Composites industry uses various types of resin (usually epoxy or polyester resin) and reinforced fibers (usually fiberglass). Many industrial components and consumer goods are made in this way, such as parts for boats, car components, etc.

Composites with polymer matrix are used by the industries with much performed resins and stubborn and rigid reinforced fiber. Composite materials are used primarily in aerospace, military and automotive industries, however, are also utilized in sports such as golf, fishing, skiing (and snowboarding) and in the naval industry (Marannano & Virzi Mariotti 2008).

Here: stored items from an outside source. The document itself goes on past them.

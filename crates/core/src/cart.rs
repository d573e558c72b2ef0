//! Shopping cart model.
//!
//! Every operation returns a new [`Cart`] and leaves the receiver untouched,
//! so a cart that has already been handed to another page can never change
//! underneath it.
//!
//! Invariants:
//! - at most one [`CartEntry`] per product id
//! - every entry has a quantity of at least one
//! - entries keep the order in which their item was first added

use serde::Serialize;

use crate::catalog::CatalogItem;
use crate::types::{CurrencyCode, Price, ProductId};

/// One line of the cart.
#[derive(Debug, Clone, PartialEq, Eq, Serialize)]
pub struct CartEntry {
    item: CatalogItem,
    quantity: u32,
}

impl CartEntry {
    #[must_use]
    pub const fn item(&self) -> &CatalogItem {
        &self.item
    }

    #[must_use]
    pub const fn quantity(&self) -> u32 {
        self.quantity
    }

    /// Price of the line: unit price times quantity.
    #[must_use]
    pub fn line_price(&self) -> Price {
        self.item.price.times(self.quantity)
    }
}

/// An ordered collection of cart entries keyed by product id.
#[derive(Debug, Clone, Default, PartialEq, Eq, Serialize)]
#[serde(transparent)]
pub struct Cart {
    entries: Vec<CartEntry>,
}

impl Cart {
    #[must_use]
    pub const fn new() -> Self {
        Self {
            entries: Vec::new(),
        }
    }

    /// Rebuild a cart from `(item, quantity)` pairs.
    ///
    /// Zero quantities are skipped and repeated ids are merged into the
    /// first entry for that id, so the result always satisfies the cart
    /// invariants whatever the input looked like.
    #[must_use]
    pub fn from_lines<I>(lines: I) -> Self
    where
        I: IntoIterator<Item = (CatalogItem, u32)>,
    {
        let mut entries: Vec<CartEntry> = Vec::new();
        for (item, quantity) in lines {
            if quantity == 0 {
                continue;
            }
            match entries.iter_mut().find(|entry| entry.item.id == item.id) {
                Some(entry) => entry.quantity = entry.quantity.saturating_add(quantity),
                None => entries.push(CartEntry { item, quantity }),
            }
        }
        Self { entries }
    }

    /// A copy of this cart with one more of `item`.
    ///
    /// Increments the existing entry for `item.id`, or appends a new entry
    /// with quantity 1.
    #[must_use]
    pub fn with_item(&self, item: &CatalogItem) -> Self {
        let mut entries = self.entries.clone();
        match entries.iter_mut().find(|entry| entry.item.id == item.id) {
            Some(entry) => entry.quantity = entry.quantity.saturating_add(1),
            None => entries.push(CartEntry {
                item: item.clone(),
                quantity: 1,
            }),
        }
        Self { entries }
    }

    /// A copy of this cart without any entry for `id`.
    ///
    /// Removal drops the whole entry regardless of its quantity.
    #[must_use]
    pub fn without_item(&self, id: ProductId) -> Self {
        Self {
            entries: self
                .entries
                .iter()
                .filter(|entry| entry.item.id != id)
                .cloned()
                .collect(),
        }
    }

    #[must_use]
    pub fn entries(&self) -> &[CartEntry] {
        &self.entries
    }

    pub fn iter(&self) -> impl Iterator<Item = &CartEntry> {
        self.entries.iter()
    }

    #[must_use]
    pub fn get(&self, id: ProductId) -> Option<&CartEntry> {
        self.entries.iter().find(|entry| entry.item.id == id)
    }

    #[must_use]
    pub fn contains(&self, id: ProductId) -> bool {
        self.get(id).is_some()
    }

    /// Quantity of `id` in the cart, zero if absent.
    #[must_use]
    pub fn quantity_of(&self, id: ProductId) -> u32 {
        self.get(id).map_or(0, CartEntry::quantity)
    }

    /// Number of distinct entries.
    #[must_use]
    pub fn len(&self) -> usize {
        self.entries.len()
    }

    #[must_use]
    pub fn is_empty(&self) -> bool {
        self.entries.is_empty()
    }

    /// Sum of all quantities.
    #[must_use]
    pub fn total_items(&self) -> u32 {
        self.entries
            .iter()
            .fold(0_u32, |sum, entry| sum.saturating_add(entry.quantity))
    }

    /// Exact sum of every line price.
    ///
    /// An empty cart totals zero in `currency`.
    #[must_use]
    pub fn total_price(&self, currency: CurrencyCode) -> Price {
        self.entries
            .iter()
            .map(CartEntry::line_price)
            .fold(Price::zero(currency), |sum, line| sum + line)
    }
}

impl<'a> IntoIterator for &'a Cart {
    type Item = &'a CartEntry;
    type IntoIter = std::slice::Iter<'a, CartEntry>;

    fn into_iter(self) -> Self::IntoIter {
        self.entries.iter()
    }
}
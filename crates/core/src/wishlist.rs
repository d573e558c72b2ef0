//! Wishlist model: an ordered set of catalog items keyed by id.

use serde::Serialize;

use crate::catalog::CatalogItem;
use crate::types::ProductId;

/// Items a shopper has saved for later.
///
/// Like [`Cart`](crate::Cart), every operation returns a new value.
#[derive(Debug, Clone, Default, PartialEq, Eq, Serialize)]
#[serde(transparent)]
pub struct Wishlist {
    items: Vec<CatalogItem>,
}

impl Wishlist {
    #[must_use]
    pub const fn new() -> Self {
        Self { items: Vec::new() }
    }

    /// Rebuild a wishlist, keeping the first occurrence of each id.
    #[must_use]
    pub fn from_items<I>(items: I) -> Self
    where
        I: IntoIterator<Item = CatalogItem>,
    {
        items
            .into_iter()
            .fold(Self::new(), |wishlist, item| wishlist.with_item(&item))
    }

    /// A copy of this wishlist with `item` appended, or an unchanged copy
    /// if it is already present.
    #[must_use]
    pub fn with_item(&self, item: &CatalogItem) -> Self {
        if self.contains(item.id) {
            return self.clone();
        }
        let mut items = self.items.clone();
        items.push(item.clone());
        Self { items }
    }

    /// A copy of this wishlist without `id`.
    #[must_use]
    pub fn without_item(&self, id: ProductId) -> Self {
        Self {
            items: self
                .items
                .iter()
                .filter(|item| item.id != id)
                .cloned()
                .collect(),
        }
    }

    #[must_use]
    pub fn contains(&self, id: ProductId) -> bool {
        self.items.iter().any(|item| item.id == id)
    }

    #[must_use]
    pub fn get(&self, id: ProductId) -> Option<&CatalogItem> {
        self.items.iter().find(|item| item.id == id)
    }

    #[must_use]
    pub fn items(&self) -> &[CatalogItem] {
        &self.items
    }

    pub fn iter(&self) -> impl Iterator<Item = &CatalogItem> {
        self.items.iter()
    }

    #[must_use]
    pub fn len(&self) -> usize {
        self.items.len()
    }

    #[must_use]
    pub fn is_empty(&self) -> bool {
        self.items.is_empty()
    }
}

impl<'a> IntoIterator for &'a Wishlist {
    type Item = &'a CatalogItem;
    type IntoIter = std::slice::Iter<'a, CatalogItem>;

    fn into_iter(self) -> Self::IntoIter {
        self.items.iter()
    }
}
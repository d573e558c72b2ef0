//! Delivery of shopper notifications.
//!
//! Handlers collect notifications in [`Toasts`] while they work. Each one is
//! logged when raised and attached to the response as an `x-notification`
//! header holding the notification as JSON.

use std::convert::Infallible;

use axum::{
    http::HeaderValue,
    response::{IntoResponseParts, ResponseParts},
};
use premium_tech_core::{Notification, NotificationSink};

/// Response header carrying one notification.
pub const NOTIFICATION_HEADER: &str = "x-notification";

/// Notifications raised while handling one request.
#[derive(Debug, Default)]
pub struct Toasts(Vec<Notification>);

impl Toasts {
    #[must_use]
    pub const fn new() -> Self {
        Self(Vec::new())
    }

    #[must_use]
    pub fn as_slice(&self) -> &[Notification] {
        &self.0
    }
}

impl NotificationSink for Toasts {
    fn notify(&mut self, notification: Notification) {
        tracing::info!(
            title = %notification.title,
            description = %notification.description,
            "Notification"
        );
        self.0.push(notification);
    }
}

impl IntoResponseParts for Toasts {
    type Error = Infallible;

    fn into_response_parts(self, mut res: ResponseParts) -> Result<ResponseParts, Self::Error> {
        for notification in self.0 {
            let value = serde_json::to_vec(&notification)
                .ok()
                .and_then(|json| HeaderValue::from_bytes(&json).ok());
            match value {
                Some(value) => {
                    res.headers_mut().append(NOTIFICATION_HEADER, value);
                }
                None => tracing::warn!(
                    title = %notification.title,
                    "Notification could not be encoded as a header"
                ),
            }
        }
        Ok(res)
    }
}
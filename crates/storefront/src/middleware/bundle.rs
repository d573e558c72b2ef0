//! Extractors for the navigation bundle carried in the `state` query token.

use std::convert::Infallible;

use axum::{
    extract::{FromRequestParts, Query},
    http::request::Parts,
    response::{IntoResponse, Redirect, Response},
};
use premium_tech_core::{Arrival, Navigation, NavigationBundle, NavigationError, Shopper};
use serde::Deserialize;

use crate::state::AppState;
use crate::token;

#[derive(Debug, Default, Deserialize)]
struct StateQuery {
    state: Option<String>,
}

fn read_bundle(parts: &Parts, state: &AppState) -> NavigationBundle {
    let query = Query::<StateQuery>::try_from_uri(&parts.uri)
        .map(|Query(query)| query)
        .unwrap_or_default();
    state.decode_bundle(query.state.as_deref())
}

/// Extractor for whatever bundle the request carries.
///
/// Never rejects: a missing or unreadable token yields an empty bundle.
///
/// # Example
///
/// ```rust,ignore
/// async fn handler(IncomingBundle(bundle): IncomingBundle) -> impl IntoResponse {
///     format!("signed in: {}", bundle.identity.is_some())
/// }
/// ```
#[derive(Debug)]
pub struct IncomingBundle(pub NavigationBundle);

impl FromRequestParts<AppState> for IncomingBundle {
    type Rejection = Infallible;

    async fn from_request_parts(
        parts: &mut Parts,
        state: &AppState,
    ) -> Result<Self, Self::Rejection> {
        Ok(Self(read_bundle(parts, state)))
    }
}

/// Extractor for protected pages: the bundle must carry an identity.
///
/// Without one the request is redirected to the sign-in page before the
/// handler runs.
#[derive(Debug)]
pub struct RequireShopper(pub Arrival);

/// Redirect issued when a guard fails.
#[derive(Debug)]
pub struct GuardRedirect(NavigationError);

impl IntoResponse for GuardRedirect {
    fn into_response(self) -> Response {
        tracing::debug!(reason = %self.0, "Guard redirect");
        let navigation = Navigation::new(self.0.fallback(), NavigationBundle::empty());
        Redirect::to(&token::location(&navigation)).into_response()
    }
}

impl FromRequestParts<AppState> for RequireShopper {
    type Rejection = GuardRedirect;

    async fn from_request_parts(
        parts: &mut Parts,
        state: &AppState,
    ) -> Result<Self, Self::Rejection> {
        Shopper::receive(read_bundle(parts, state)).map(Self).map_err(GuardRedirect)
    }
}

These materials have very high mechanical properties such as low weight, high strength and stiffness, good formability and high design flexibility. Many theoretical studies (Van Paepegem & Degrieck, (b) 2001; Van Paepegem & Degrieck, 2002 ;Marannano & Pasta 2006; Natarajan et al. 2005) are dedicated to the study of crack propagation, applying the concepts of fracture mechanics. Fatigue failure can be described as a sequence of two phases:

• crack formation;

• crack propagation.

The crack propagation has been studied carefully, ignoring the formation crack, and pre­cracked specimens are used for this purpose; the study requires the development of equipping, methodologies and specialist analysis. Fatigue studies usually require several days (sometimes weeks) of load cycles to obtain an appreciable damage. The tests show inhomogeneous results, so it is necessary to do many repetitions to get a more accurate

estimate of fatigue life. In this case it is very important to develop a specific approach to fatigue tests based on the use of materials testing machines (FTM) to avoid the utilization of expensive hydraulic machines. Some ideal characteristics of FTM machines are:

1. adaptability to different geometries and rigidities of the specimens;

2. facility to perform various conditions of load (alternate or pulsatory load);

3. possibility to develop fatigue studies by recording the obtained data from different tested materials, which can be applied any criterion to predict the fatigue life;

4. possibility to measure strains;

5. low cost of instrumentation to perform several tests simultaneously;

6. adaptability of load frequency.

This chapter presents a FTM materials testing machine and experimental fatigue tests, to study composite materials behavior subjected to fatigue bending plane; the machine is designed to perform specific fatigue tests with different boundary conditions (such as frequency, elastic modulus, etc.). The development of a fatigue testing machine in plane bending starts with the need to perform multi-axial fatigue tests on metallic materials (Frustey & Laserre, 1989) and to make fatigue-corrosion tests (Berchem & Hocking, 2006), on aluminum alloys (Beck et at 2002; Van Paepegem & Degrieck, (a) 2001) and on a-brass (Sugeta et al. 2006). It is very difficult to find specifics to FTM machines for composite and polymeric materials in the literature (Trotignon, 1995; Caligiana et al. 2003; Marannano et al. 2007), while applications on bonded joints are not frequent. Initially the properties of composite materials under static conditions are evaluated, then fatigue curves are obtained for different loading conditions. Wohler curve are obtained using N10 criterion, corresponding to the loss of 10% of the initial stiffness. Finally, the model of residual resistance was adopted as a tool to describe the fatigue behaviour.